Could you retype every entry below exactly as written?

───

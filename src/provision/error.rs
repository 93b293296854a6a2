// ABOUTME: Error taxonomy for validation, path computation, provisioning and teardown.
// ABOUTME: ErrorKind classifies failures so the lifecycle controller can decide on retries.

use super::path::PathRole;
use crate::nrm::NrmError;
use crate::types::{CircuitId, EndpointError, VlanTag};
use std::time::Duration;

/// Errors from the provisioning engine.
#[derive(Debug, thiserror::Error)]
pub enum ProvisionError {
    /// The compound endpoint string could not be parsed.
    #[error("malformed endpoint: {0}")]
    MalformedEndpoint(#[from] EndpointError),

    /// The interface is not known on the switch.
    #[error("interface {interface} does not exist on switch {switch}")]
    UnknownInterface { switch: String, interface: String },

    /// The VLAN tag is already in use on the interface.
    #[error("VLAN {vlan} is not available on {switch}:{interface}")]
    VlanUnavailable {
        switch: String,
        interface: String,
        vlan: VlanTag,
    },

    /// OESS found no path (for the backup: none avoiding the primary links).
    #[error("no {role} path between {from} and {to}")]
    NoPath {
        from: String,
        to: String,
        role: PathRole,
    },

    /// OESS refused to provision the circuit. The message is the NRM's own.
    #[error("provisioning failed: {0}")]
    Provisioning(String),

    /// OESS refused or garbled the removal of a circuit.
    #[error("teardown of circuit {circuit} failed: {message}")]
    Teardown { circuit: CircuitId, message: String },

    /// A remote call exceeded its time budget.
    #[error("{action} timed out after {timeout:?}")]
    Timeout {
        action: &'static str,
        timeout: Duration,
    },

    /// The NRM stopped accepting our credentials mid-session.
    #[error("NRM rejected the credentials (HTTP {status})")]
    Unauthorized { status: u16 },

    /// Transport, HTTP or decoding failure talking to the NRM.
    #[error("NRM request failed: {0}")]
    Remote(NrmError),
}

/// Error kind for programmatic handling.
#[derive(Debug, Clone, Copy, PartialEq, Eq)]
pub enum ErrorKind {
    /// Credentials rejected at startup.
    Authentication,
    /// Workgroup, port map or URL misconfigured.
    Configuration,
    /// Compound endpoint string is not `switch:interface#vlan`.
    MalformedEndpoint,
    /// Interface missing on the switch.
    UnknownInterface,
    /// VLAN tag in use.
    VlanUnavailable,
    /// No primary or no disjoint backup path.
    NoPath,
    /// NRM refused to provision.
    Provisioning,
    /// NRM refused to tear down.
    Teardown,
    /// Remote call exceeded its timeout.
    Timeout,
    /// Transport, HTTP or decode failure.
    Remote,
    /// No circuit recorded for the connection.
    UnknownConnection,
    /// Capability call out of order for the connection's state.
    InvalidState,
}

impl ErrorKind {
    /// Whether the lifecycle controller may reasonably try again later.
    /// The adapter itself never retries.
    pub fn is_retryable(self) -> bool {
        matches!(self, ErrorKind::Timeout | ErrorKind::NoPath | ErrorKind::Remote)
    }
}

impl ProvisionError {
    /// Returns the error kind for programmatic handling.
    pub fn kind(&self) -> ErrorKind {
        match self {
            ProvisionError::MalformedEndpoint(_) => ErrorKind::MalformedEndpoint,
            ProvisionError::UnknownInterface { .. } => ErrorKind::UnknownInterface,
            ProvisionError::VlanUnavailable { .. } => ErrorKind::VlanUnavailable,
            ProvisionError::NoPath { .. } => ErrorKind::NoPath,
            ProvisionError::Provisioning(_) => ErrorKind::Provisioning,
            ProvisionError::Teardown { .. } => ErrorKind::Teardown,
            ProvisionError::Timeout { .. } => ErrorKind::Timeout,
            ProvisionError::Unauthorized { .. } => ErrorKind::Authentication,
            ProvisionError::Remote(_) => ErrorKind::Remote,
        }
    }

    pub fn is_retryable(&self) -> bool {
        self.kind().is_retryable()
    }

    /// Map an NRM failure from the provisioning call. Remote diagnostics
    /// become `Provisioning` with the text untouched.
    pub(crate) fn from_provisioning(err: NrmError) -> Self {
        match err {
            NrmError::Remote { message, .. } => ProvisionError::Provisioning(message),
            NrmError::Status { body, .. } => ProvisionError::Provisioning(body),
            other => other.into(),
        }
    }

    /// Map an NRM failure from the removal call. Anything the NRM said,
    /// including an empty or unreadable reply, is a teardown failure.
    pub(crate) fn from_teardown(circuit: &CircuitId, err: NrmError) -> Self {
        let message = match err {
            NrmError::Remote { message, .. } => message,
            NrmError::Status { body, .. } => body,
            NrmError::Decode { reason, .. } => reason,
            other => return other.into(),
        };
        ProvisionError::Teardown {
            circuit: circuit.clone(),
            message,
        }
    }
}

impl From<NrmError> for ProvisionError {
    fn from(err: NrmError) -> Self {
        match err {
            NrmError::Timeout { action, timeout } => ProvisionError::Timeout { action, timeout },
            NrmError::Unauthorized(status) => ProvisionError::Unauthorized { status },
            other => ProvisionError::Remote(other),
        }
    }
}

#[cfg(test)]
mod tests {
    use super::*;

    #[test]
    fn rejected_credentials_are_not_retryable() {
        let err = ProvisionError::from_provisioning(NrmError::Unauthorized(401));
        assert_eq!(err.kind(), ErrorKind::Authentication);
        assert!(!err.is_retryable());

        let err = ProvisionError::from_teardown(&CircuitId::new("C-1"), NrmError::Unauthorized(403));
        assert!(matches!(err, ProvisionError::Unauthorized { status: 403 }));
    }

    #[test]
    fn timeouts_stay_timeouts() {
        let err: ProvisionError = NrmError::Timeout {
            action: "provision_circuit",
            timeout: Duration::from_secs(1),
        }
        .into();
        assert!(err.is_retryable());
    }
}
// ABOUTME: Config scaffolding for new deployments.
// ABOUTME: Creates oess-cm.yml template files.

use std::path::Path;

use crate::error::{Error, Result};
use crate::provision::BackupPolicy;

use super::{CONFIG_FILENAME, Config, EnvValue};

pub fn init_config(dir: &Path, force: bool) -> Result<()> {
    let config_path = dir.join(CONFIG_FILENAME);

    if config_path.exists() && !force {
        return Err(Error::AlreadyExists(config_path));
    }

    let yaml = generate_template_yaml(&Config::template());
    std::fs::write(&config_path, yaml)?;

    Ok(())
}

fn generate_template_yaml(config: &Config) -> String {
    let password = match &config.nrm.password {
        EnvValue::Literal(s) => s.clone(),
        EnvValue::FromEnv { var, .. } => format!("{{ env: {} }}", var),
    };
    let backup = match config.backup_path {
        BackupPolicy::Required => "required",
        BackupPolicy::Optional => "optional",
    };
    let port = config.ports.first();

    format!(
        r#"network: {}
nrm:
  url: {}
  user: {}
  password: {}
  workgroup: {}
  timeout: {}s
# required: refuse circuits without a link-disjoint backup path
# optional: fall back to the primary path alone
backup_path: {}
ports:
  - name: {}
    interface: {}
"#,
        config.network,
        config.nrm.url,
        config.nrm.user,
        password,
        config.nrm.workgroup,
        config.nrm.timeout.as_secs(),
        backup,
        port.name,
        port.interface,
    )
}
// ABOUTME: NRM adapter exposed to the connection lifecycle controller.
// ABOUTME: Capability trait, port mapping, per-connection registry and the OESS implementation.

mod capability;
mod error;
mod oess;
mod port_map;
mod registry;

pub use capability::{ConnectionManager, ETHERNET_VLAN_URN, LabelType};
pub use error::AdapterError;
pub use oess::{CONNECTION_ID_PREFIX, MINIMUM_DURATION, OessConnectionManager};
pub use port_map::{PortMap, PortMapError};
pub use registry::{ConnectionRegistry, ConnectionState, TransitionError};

───

## Written response
filename src/provision/error.rs
repository 93b293296854a6a2
// ABOUTME: Error taxonomy for validation, path computation, provisioning and teardown.
// ABOUTME: ErrorKind classifies failures so the lifecycle controller can decide on retries.

use super::path::PathRole;
use crate::nrm::NrmError;
use crate::types::{CircuitId, EndpointError, VlanTag};
use std::time::Duration;

/// Errors from the provisioning engine.
#[derive(Debug, thiserror::Error)]
pub enum ProvisionError {
    /// The compound endpoint string could not be parsed.
    #[error("malformed endpoint: {0}")]
    MalformedEndpoint(#[from] EndpointError),

    /// The interface is not known on the switch.
    #[error("interface {interface} does not exist on switch {switch}")]
    UnknownInterface { switch: String, interface: String },

    /// The VLAN tag is already in use on the interface.
    #[error("VLAN {vlan} is not available on {switch}:{interface}")]
    VlanUnavailable {
        switch: String,
        interface: String,
        vlan: VlanTag,
    },

    /// OESS found no path (for the backup: none avoiding the primary links).
    #[error("no {role} path between {from} and {to}")]
    NoPath {
        from: String,
        to: String,
        role: PathRole,
    },

    /// OESS refused to provision the circuit. The message is the NRM's own.
    #[error("provisioning failed: {0}")]
    Provisioning(String),

    /// OESS refused or garbled the removal of a circuit.
    #[error("teardown of circuit {circuit} failed: {message}")]
    Teardown { circuit: CircuitId, message: String },

    /// A remote call exceeded its time budget.
    #[error("{action} timed out after {timeout:?}")]
    Timeout {
        action: &'static str,
        timeout: Duration,
    },

    /// The NRM stopped accepting our credentials mid-session.
    #[error("NRM rejected the credentials (HTTP {status})")]
    Unauthorized { status: u16 },

    /// Transport, HTTP or decoding failure talking to the NRM.
    #[error("NRM request failed: {0}")]
    Remote(NrmError),
}

/// Error kind for programmatic handling.
#[derive(Debug, Clone, Copy, PartialEq, Eq)]
pub enum ErrorKind {
    /// Credentials rejected at startup.
    Authentication,
    /// Workgroup, port map or URL misconfigured.
    Configuration,
    /// Compound endpoint string is not `switch:interface#vlan`.
    MalformedEndpoint,
    /// Interface missing on the switch.
    UnknownInterface,
    /// VLAN tag in use.
    VlanUnavailable,
    /// No primary or no disjoint backup path.
    NoPath,
    /// NRM refused to provision.
    Provisioning,
    /// NRM refused to tear down.
    Teardown,
    /// Remote call exceeded its timeout.
    Timeout,
    /// Transport, HTTP or decode failure.
    Remote,
    /// No circuit recorded for the connection.
    UnknownConnection,
    /// Capability call out of order for the connection's state.
    InvalidState,
}

impl ErrorKind {
    /// Whether the lifecycle controller may reasonably try again later.
    /// The adapter itself never retries.
    pub fn is_retryable(self) -> bool {
        matches!(self, ErrorKind::Timeout | ErrorKind::NoPath | ErrorKind::Remote)
    }
}

impl ProvisionError {
    /// Returns the error kind for programmatic handling.
    pub fn kind(&self) -> ErrorKind {
        match self {
            ProvisionError::MalformedEndpoint(_) => ErrorKind::MalformedEndpoint,
            ProvisionError::UnknownInterface { .. } => ErrorKind::UnknownInterface,
            ProvisionError::VlanUnavailable { .. } => ErrorKind::VlanUnavailable,
            ProvisionError::NoPath { .. } => ErrorKind::NoPath,
            ProvisionError::Provisioning(_) => ErrorKind::Provisioning,
            ProvisionError::Teardown { .. } => ErrorKind::Teardown,
            ProvisionError::Timeout { .. } => ErrorKind::Timeout,
            ProvisionError::Unauthorized { .. } => ErrorKind::Authentication,
            ProvisionError::Remote(_) => ErrorKind::Remote,
        }
    }

    pub fn is_retryable(&self) -> bool {
        self.kind().is_retryable()
    }

    /// Map an NRM failure from the provisioning call. Remote diagnostics
    /// become `Provisioning` with the text untouched.
    pub(crate) fn from_provisioning(err: NrmError) -> Self {
        match err {
            NrmError::Remote { message, .. } => ProvisionError::Provisioning(message),
            NrmError::Status { body, .. } => ProvisionError::Provisioning(body),
            other => other.into(),
        }
    }

    /// Map an NRM failure from the removal call. Anything the NRM said,
    /// including an empty or unreadable reply, is a teardown failure.
    pub(crate) fn from_teardown(circuit: &CircuitId, err: NrmError) -> Self {
        let message = match err {
            NrmError::Remote { message, .. } => message,
            NrmError::Status { body, .. } => body,
            NrmError::Decode { reason, .. } => reason,
            other => return other.into(),
        };
        ProvisionError::Teardown {
            circuit: circuit.clone(),
            message,
        }
    }
}

impl From<NrmError> for ProvisionError {
    fn from(err: NrmError) -> Self {
        match err {
            NrmError::Timeout { action, timeout } => ProvisionError::Timeout { action, timeout },
            NrmError::Unauthorized(status) => ProvisionError::Unauthorized { status },
            other => ProvisionError::Remote(other),
        }
    }
}

#[cfg(test)]
mod tests {
    use super::*;

    #[test]
    fn rejected_credentials_are_not_retryable() {
        let err = ProvisionError::from_provisioning(NrmError::Unauthorized(401));
        assert_eq!(err.kind(), ErrorKind::Authentication);
        assert!(!err.is_retryable());

        let err = ProvisionError::from_teardown(&CircuitId::new("C-1"), NrmError::Unauthorized(403));
        assert!(matches!(err, ProvisionError::Unauthorized { status: 403 }));
    }

    #[test]
    fn timeouts_stay_timeouts() {
        let err: ProvisionError = NrmError::Timeout {
            action: "provision_circuit",
            timeout: Duration::from_secs(1),
        }
        .into();
        assert!(err.is_retryable());
    }
}
// ABOUTME: Config scaffolding for new deployments.
// ABOUTME: Creates oess-cm.yml template files.

use std::path::Path;

use crate::error::{Error, Result};
use crate::provision::BackupPolicy;

use super::{CONFIG_FILENAME, Config, EnvValue};

pub fn init_config(dir: &Path, force: bool) -> Result<()> {
    let config_path = dir.join(CONFIG_FILENAME);

    if config_path.exists() && !force {
        return Err(Error::AlreadyExists(config_path));
    }

    let yaml = generate_template_yaml(&Config::template());
    std::fs::write(&config_path, yaml)?;

    Ok(())
}

fn generate_template_yaml(config: &Config) -> String {
    let password = match &config.nrm.password {
        EnvValue::Literal(s) => s.clone(),
        EnvValue::FromEnv { var, .. } => format!("{{ env: {} }}", var),
    };
    let backup = match config.backup_path {
        BackupPolicy::Required => "required",
        BackupPolicy::Optional => "optional",
    };
    let port = config.ports.first();

    format!(
        r#"network: {}
nrm:
  url: {}
  user: {}
  password: {}
  workgroup: {}
  timeout: {}s
# required: refuse circuits without a link-disjoint backup path
# optional: fall back to the primary path alone
backup_path: {}
ports:
  - name: {}
    interface: {}
"#,
        config.network,
        config.nrm.url,
        config.nrm.user,
        password,
        config.nrm.workgroup,
        config.nrm.timeout.as_secs(),
        backup,
        port.name,
        port.interface,
    )
}
// ABOUTME: NRM adapter exposed to the connection lifecycle controller.
// ABOUTME: Capability trait, port mapping, per-connection registry and the OESS implementation.

mod capability;
mod error;
mod oess;
mod port_map;
mod registry;

pub use capability::{ConnectionManager, ETHERNET_VLAN_URN, LabelType};
pub use error::AdapterError;
pub use oess::{CONNECTION_ID_PREFIX, MINIMUM_DURATION, OessConnectionManager};
pub use port_map::{PortMap, PortMapError};
pub use registry::{ConnectionRegistry, ConnectionState, TransitionError};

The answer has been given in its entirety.